Taxonomy: Synonym(s): Flavivirus group. Description is on the taxonomic level of family. Taxon contains the following Genera: Flavivirus, Pestivirus, "hepatitis C-like viruses".
Host: Taxon infects vertebrates.
Genome: Linear; single stranded; RNA. Genome monopartite. Genomic nucleic acid positive sense; infectious. Total genome 10000-11000 nucleotides long. 3' terminus has no poly (A) tract. 5' terminus has a methylated nucleotide cap, or a genome-linked protein (VPg).
Morphology: Virions uniform in shape; spheroidal; enveloped; 40-60 nm in diameter. Surface projections of envelope small (surface appears rough), or distinct (and are obvious fringes in negative stains). Nucleocapsids isometric; 25-30 nm in diameter. Symmetry polyhedral. 7
This image reveals specific internal elements such as the centralized icosahedral shaped nucleocapsid with internal gene chains, and chemokine peptide nodules on the outer caspid. An outer lipid envelope provides a protein coating for the capsid, and support chemokine peptide molecules (depicted as spherical nodules) that attach to and allow entry into hepatocyte host cells (liver cells). Inside of the glycoprotein capsid is the isosahedral shaped nucleocaspid containing HCV genomic (gene) chains.
After the chemokine peptide molecules attach to host cell receptor sites, HCV virion gain entry via outer cytoplasmic membrane fusion and release RNA gene chains into the cytoplasm of the host cell. The virion gene chains migrate towards hepatocyte gene chains, and absorb specific nucleotides in order to replicate (transcription). This leaves the host cell deficient.

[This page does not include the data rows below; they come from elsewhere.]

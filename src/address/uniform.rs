//! Uniform random address generation
//!
//! Draws a byte offset uniformly from `[0, span)` and aligns it down to the
//! sector boundary. Large spans maximize head movement on rotating media and
//! spread wear across flash translation layers.

use crate::address::AddressGenerator;
use crate::util::align::align_address;
use rand::{Rng, RngCore};

/// Uniform random offset generator over `[0, span)`
#[derive(Debug)]
pub struct UniformAddress {
    span: u64,
}

impl UniformAddress {
    /// Create a generator drawing from `[0, span)`
    pub fn new(span: u64) -> Self {
        Self { span }
    }
}

impl AddressGenerator for UniformAddress {
    #[inline(always)]
    fn next_offset(&mut self, rng: &mut dyn RngCore) -> u64 {
        if self.span == 0 {
            return 0;
        }
        align_address(rng.gen_range(0..self.span))
    }
}

#[cfg(test)]
mod tests {
    use super::*;
    use rand::SeedableRng;
    use rand_xoshiro::Xoshiro256PlusPlus;

    #[test]
    fn test_uniform_in_range_and_aligned() {
        let mut rng = Xoshiro256PlusPlus::seed_from_u64(42);
        let span = 16 * 1024 * 1024;
        let mut gen = UniformAddress::new(span);

        for _ in 0..10_000 {
            let offset = gen.next_offset(&mut rng);
            assert!(offset < span);
            assert_eq!(offset % 512, 0);
        }
    }

    #[test]
    fn test_uniform_zero_span() {
        let mut rng = Xoshiro256PlusPlus::seed_from_u64(1);
        let mut gen = UniformAddress::new(0);
        assert_eq!(gen.next_offset(&mut rng), 0);
    }

    #[test]
    fn test_uniform_seeded_reproducible() {
        let mut rng1 = Xoshiro256PlusPlus::seed_from_u64(12345);
        let mut rng2 = Xoshiro256PlusPlus::seed_from_u64(12345);
        let mut gen1 = UniformAddress::new(1 << 30);
        let mut gen2 = UniformAddress::new(1 << 30);

        for _ in 0..100 {
            assert_eq!(gen1.next_offset(&mut rng1), gen2.next_offset(&mut rng2));
        }
    }

    #[test]
    fn test_uniform_coverage() {
        let mut rng = Xoshiro256PlusPlus::seed_from_u64(7);
        let span = 100 * 512u64;
        let mut gen = UniformAddress::new(span);
        let mut buckets = vec![0u32; 10];

        for _ in 0..10_000 {
            let offset = gen.next_offset(&mut rng);
            let bucket = (offset * 10 / span) as usize;
            buckets[bucket.min(9)] += 1;
        }

        // Each decile should hold roughly 1000 samples; allow 20% deviation
        for count in buckets {
            assert!(count > 800 && count < 1200, "bucket count {} outside expected range", count);
        }
    }
}
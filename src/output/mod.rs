//! Report output
//!
//! All run output - the config dump, per-request trace lines, and the
//! final summaries - goes through one [`OutputSink`]: the console by
//! default, or a file opened in append mode with `-o`. The sink serializes
//! whole lines under a mutex so trace lines from concurrent workers never
//! interleave mid-line.

pub mod text;

use crate::Result;
use anyhow::Context;
use std::fs::OpenOptions;
use std::io::Write;
use std::path::Path;
use std::sync::Mutex;

/// Line-oriented output destination shared by all workers
pub struct OutputSink {
    writer: Mutex<Box<dyn Write + Send>>,
}

impl OutputSink {
    /// Sink writing to standard output
    pub fn console() -> Self {
        Self {
            writer: Mutex::new(Box::new(std::io::stdout())),
        }
    }

    /// Sink appending to a file, creating it and its parent directories
    /// as needed
    pub fn append_file(path: &Path) -> Result<Self> {
        if let Some(parent) = path.parent() {
            if !parent.as_os_str().is_empty() {
                std::fs::create_dir_all(parent).with_context(|| {
                    format!("Failed to create output directory: {}", parent.display())
                })?;
            }
        }

        let file = OpenOptions::new()
            .append(true)
            .create(true)
            .open(path)
            .with_context(|| format!("Failed to open output file: {}", path.display()))?;

        Ok(Self {
            writer: Mutex::new(Box::new(file)),
        })
    }

    /// Write one line and flush it
    pub fn write_line(&self, line: &str) -> Result<()> {
        let mut writer = match self.writer.lock() {
            Ok(guard) => guard,
            Err(poisoned) => poisoned.into_inner(),
        };
        writeln!(writer, "{}", line).context("Failed to write output line")?;
        writer.flush().context("Failed to flush output")?;
        Ok(())
    }
}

"Each viral genotype encodes different RNA segments that can affect the body's tissues directly or indirectly on a basal level. The core of the hepatitis C virus is where the viral blue print is stored for replication and evolutionary survival. The RNA virus is much like a carpenter's flexible ruler that coils within its case upon retraction except viruses work in the opposite manner. Capsid viruses are extracted from their 'containers' once inside the target cell. The virus encodes the polyprotein as it unfolds and exposes a continuous string of RNA sequences from its viral envelope until the core has been completely extricated. Once outside of its protein capsule and protective envelope the core looks to replicate itself."10
HCV replication and viral protein production occurs. The virion migrate back through the liver cell's cytoplasm to the cell surface, forming the structural nucleocaspid, capsid and outer lipid envelope. Finally, the assembled virus particals are released from the host cell by a process called budding. This complete cycle interferes with proper function of the liver cell and results in cell death. It can also transform cells, leading to malignancies such as hepatocelluar carcinoma.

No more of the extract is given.